A new road to victory
The first national electoral college polls are out from SurveyUSA, showing Obama v McCain and Clinton v McCain (via Slog). They show both Clinton and Obama beating McCain, though in different ways and by slightly different margins. Let's set all complaints about the fallibility of polls aside. Certainly several of these states are well within the margin of error. Nonetheless a poll like this represents a somewhat probable outcome, which is why people bother to do polls despite their drawbacks.
Here's the big story: Despite winning the "important" "battleground" states of Florida and Ohio, Clinton comes away with fewer Electoral College votes than Obama, quite contrary to what the battleground math (done for instance by The Stranger's Josh Feit) would have suggested (FL + OH > MN + WI + VA) and even though Obama also loses Pennsylvania.

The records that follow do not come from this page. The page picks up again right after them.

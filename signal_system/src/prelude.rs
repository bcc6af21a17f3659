//! Convenience re-exports for common signal-system usage

// Core signal system components
pub use crate::event::{ClientEvent, EventType};
pub use crate::manager::{CallbackId, SignalManager, SignalStats};
pub use crate::types::EventCallback;

// Re-export centralized config
pub use config::SignalConfig;

// Common external dependencies
pub use serde::{Deserialize, Serialize};
pub use serde_json;
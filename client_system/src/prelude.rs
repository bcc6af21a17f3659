//! Convenience re-exports for common client-system usage

// Core client system components
pub use crate::batch::Batch;
pub use crate::client::RedisClient;
pub use crate::errors::ClientError;
pub use crate::memory::MemoryKeyspace;
pub use crate::options::{KeyOptions, KeyPrefix};
pub use crate::scan::{ScanSummary, ScanWalker};
pub use crate::scanner::KeyScanner;
pub use crate::transaction::Transaction;

// Re-export centralized config
pub use config::{RedisConfig, ScanConfig};

// Common external dependencies
pub use async_trait::async_trait;
pub use redis;
pub use tokio;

How? Because Hillary manages to lose such states as WA, OR, NV and NH. States with idealistic Democrats in the cities and a whole lot of Republicans and shoot-from-the-hip Independents in the hinterlands. Not to mention Michigan and Iowa. States that don't immediately come to mind as battlegrounds because maybe in the past they haven't really been battlegrounds, but when a Republican with a maverick reputation is on the ticket the past no longer is an adequate guide to the future. Just because Florida was the deciding factor for the last couple of elections doesn't mean that it always will be; presidential elections come along far too seldom for us to know where the battles will be. Though in fact the Clinton campaign would have to rely on taking Florida and Ohio and Pennsylvania, thus ensuring that the old battlegrounds remain.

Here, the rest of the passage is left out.